The role of glycosylation and phosphorylation in the expression of active human beta-glucuronidase.

Phosphorylation of mannose residues on N-linked oligosaccharide side chains of lysosomal enzymes targets them to lysosomes. We used site-directed mutagenesis to observe the effect of eliminating selective glycosylation sites from human beta-glucuronidase on enzyme sorting. Expression studies allowed us to determine which of four potential sites were glycosylated, preferentially phosphorylated, and required for catalytic activity. All four sites of the human enzyme were glycosylated, whereas in the mouse and rat enzymes, only three of four sites are used. Sites 2 and 3 were preferentially phosphorylated. Elimination of sites 2 and 3 in combination markedly decreased sorting to lysosomes and increased enzyme secretion.
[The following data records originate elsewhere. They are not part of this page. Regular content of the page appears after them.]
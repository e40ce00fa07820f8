//! Process-wide call registry.
//!
//! Every lowered invocation registers its `CALL` node here so a later
//! inter-procedural pass can link call sites to method stubs without
//! re-walking the bodies.

use parking_lot::RwLock;
use smol_str::SmolStr;

use crate::cpg::NodeId;
use crate::ir::ValueId;

/// One registered call site.
#[derive(Debug, Clone, PartialEq, Eq)]
pub struct CallSite {
    /// Full name of the method containing the call.
    pub method_full_name: SmolStr,
    /// The invocation expression within that method's body.
    pub expr: ValueId,
    /// The produced `CALL` node.
    pub call: NodeId,
}

/// Append-only registry of call sites.
#[derive(Debug, Default)]
pub struct CallIndex {
    inner: RwLock<Vec<CallSite>>,
}

impl CallIndex {
    pub fn new() -> Self {
        Self::default()
    }

    pub fn add(&self, method_full_name: &str, expr: ValueId, call: NodeId) {
        self.inner.write().push(CallSite {
            method_full_name: SmolStr::new(method_full_name),
            expr,
            call,
        });
    }

    /// Snapshot of the call sites registered from one method.
    pub fn calls_in(&self, method_full_name: &str) -> Vec<CallSite> {
        self.inner
            .read()
            .iter()
            .filter(|site| site.method_full_name == method_full_name)
            .cloned()
            .collect()
    }

    /// Snapshot of all registered call sites.
    pub fn all(&self) -> Vec<CallSite> {
        self.inner.read().clone()
    }

    pub fn len(&self) -> usize {
        self.inner.read().len()
    }

    pub fn is_empty(&self) -> bool {
        self.inner.read().is_empty()
    }
}
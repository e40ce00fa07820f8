//! Arena storage for the entities of one method body.
//!
//! Locals, values, and statements are stored in append-only vectors and
//! addressed by typed index handles. Handles are only ever minted by the
//! arena that owns the entity, so a handle is a stable identity for the
//! lifetime of the body: two uses of the same local share one
//! [`LocalId`] even though they appear in different statements.

use smol_str::SmolStr;

use crate::base::SourcePos;

use super::stmt::StmtKind;
use super::value::ValueKind;

/// Identity handle for a [`LocalData`] in its owning [`Body`].
#[derive(Debug, Clone, Copy, PartialEq, Eq, PartialOrd, Ord, Hash)]
pub struct LocalId(u32);

/// Identity handle for a [`ValueData`] in its owning [`Body`].
#[derive(Debug, Clone, Copy, PartialEq, Eq, PartialOrd, Ord, Hash)]
pub struct ValueId(u32);

/// Identity handle for a [`StmtData`] in its owning [`Body`].
#[derive(Debug, Clone, Copy, PartialEq, Eq, PartialOrd, Ord, Hash)]
pub struct StmtId(u32);

impl LocalId {
    pub fn index(self) -> usize {
        self.0 as usize
    }
}

impl ValueId {
    pub fn index(self) -> usize {
        self.0 as usize
    }
}

impl StmtId {
    pub fn index(self) -> usize {
        self.0 as usize
    }
}

/// A named, typed variable. Identity is stable across references.
#[derive(Debug, Clone)]
pub struct LocalData {
    pub name: SmolStr,
    pub type_full_name: SmolStr,
}

/// A value occurrence: its variant shape plus its static type.
#[derive(Debug, Clone)]
pub struct ValueData {
    pub kind: ValueKind,
    pub type_full_name: SmolStr,
}

/// A body statement: its variant shape plus its source position.
#[derive(Debug, Clone)]
pub struct StmtData {
    pub kind: StmtKind,
    pub pos: SourcePos,
}

/// Arena for the locals, values, and statements of one method body.
#[derive(Debug, Clone, Default)]
pub struct Body {
    locals: Vec<LocalData>,
    values: Vec<ValueData>,
    stmts: Vec<StmtData>,
}

impl Body {
    pub fn new() -> Self {
        Self::default()
    }

    /// Declare a local variable, returning its identity handle.
    pub fn add_local(&mut self, name: impl Into<SmolStr>, ty: impl Into<SmolStr>) -> LocalId {
        let id = LocalId(self.locals.len() as u32);
        self.locals.push(LocalData {
            name: name.into(),
            type_full_name: ty.into(),
        });
        id
    }

    /// Record a value occurrence, returning its identity handle.
    pub fn add_value(&mut self, kind: ValueKind, ty: impl Into<SmolStr>) -> ValueId {
        let id = ValueId(self.values.len() as u32);
        self.values.push(ValueData {
            kind,
            type_full_name: ty.into(),
        });
        id
    }

    /// Record a statement, returning its identity handle.
    pub fn add_stmt(&mut self, kind: StmtKind, pos: SourcePos) -> StmtId {
        let id = StmtId(self.stmts.len() as u32);
        self.stmts.push(StmtData { kind, pos });
        id
    }

    /// Record a use of `local` as a value, typed by the local's own type.
    pub fn local_value(&mut self, local: LocalId) -> ValueId {
        let ty = self.local(local).type_full_name.clone();
        self.add_value(ValueKind::Local(local), ty)
    }

    /// Record a constant value with the given source text and type.
    pub fn constant(&mut self, code: impl Into<SmolStr>, ty: impl Into<SmolStr>) -> ValueId {
        self.add_value(ValueKind::Constant { code: code.into() }, ty)
    }

    pub fn local(&self, id: LocalId) -> &LocalData {
        &self.locals[id.index()]
    }

    pub fn value(&self, id: ValueId) -> &ValueData {
        &self.values[id.index()]
    }

    pub fn stmt(&self, id: StmtId) -> &StmtData {
        &self.stmts[id.index()]
    }

    /// All declared locals in declaration order.
    pub fn locals(&self) -> impl Iterator<Item = (LocalId, &LocalData)> {
        self.locals
            .iter()
            .enumerate()
            .map(|(i, data)| (LocalId(i as u32), data))
    }

    pub fn local_count(&self) -> usize {
        self.locals.len()
    }

    pub fn stmt_count(&self) -> usize {
        self.stmts.len()
    }
}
Each of the four glycosylation sites could be eliminated individually without drastic reduction in catalytic activity. Activity was progressively lost as combinations of two, three, and four sites were eliminated. Wild-type enzyme produced in the presence of tunicamycin was also inactive, indicating that glycosylation is required for realization of enzyme activity. However, active enzyme could be deglycosylated with only minimal loss of activity. Mutant enzyme completely lacking glycosylation did not form tetramers. Partial restoration of tetramerization was achieved by the co-expression of normal rat enzyme, provided that the normal rat enzyme supplied at least two subunits to the tetramer.